Saved data entries:
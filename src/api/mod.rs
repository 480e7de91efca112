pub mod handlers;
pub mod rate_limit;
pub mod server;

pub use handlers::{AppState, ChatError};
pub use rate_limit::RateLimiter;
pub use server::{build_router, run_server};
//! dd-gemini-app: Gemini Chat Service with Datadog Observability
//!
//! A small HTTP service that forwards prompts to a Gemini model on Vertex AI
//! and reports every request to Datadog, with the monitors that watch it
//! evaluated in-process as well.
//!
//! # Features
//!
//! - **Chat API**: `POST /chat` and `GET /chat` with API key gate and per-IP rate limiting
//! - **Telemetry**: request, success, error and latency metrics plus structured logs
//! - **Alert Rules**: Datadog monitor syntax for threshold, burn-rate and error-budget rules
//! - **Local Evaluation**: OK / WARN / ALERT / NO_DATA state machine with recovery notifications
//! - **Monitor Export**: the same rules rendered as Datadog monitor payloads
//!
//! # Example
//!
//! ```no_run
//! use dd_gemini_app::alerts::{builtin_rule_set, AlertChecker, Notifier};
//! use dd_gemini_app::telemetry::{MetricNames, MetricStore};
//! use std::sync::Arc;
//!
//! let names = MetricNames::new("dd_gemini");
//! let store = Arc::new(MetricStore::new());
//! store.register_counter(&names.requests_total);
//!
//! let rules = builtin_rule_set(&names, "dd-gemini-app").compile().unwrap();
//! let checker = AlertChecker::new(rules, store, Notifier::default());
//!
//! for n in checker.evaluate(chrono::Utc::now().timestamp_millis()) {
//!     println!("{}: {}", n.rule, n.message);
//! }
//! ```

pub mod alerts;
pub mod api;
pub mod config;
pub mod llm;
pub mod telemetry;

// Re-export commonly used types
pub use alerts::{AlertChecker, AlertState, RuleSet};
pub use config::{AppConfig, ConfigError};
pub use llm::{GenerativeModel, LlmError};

• _PROMPT_: Please return, exactly as written, the line containing "pub mod config;" and every line after it through the end of the records above, and nothing else.

• _SOLUTION TO THE PROBLEM_:
pub mod config;
pub mod llm;
pub mod telemetry;

// Re-export commonly used types
pub use alerts::{AlertChecker, AlertState, RuleSet};
pub use config::{AppConfig, ConfigError};
pub use llm::{GenerativeModel, LlmError};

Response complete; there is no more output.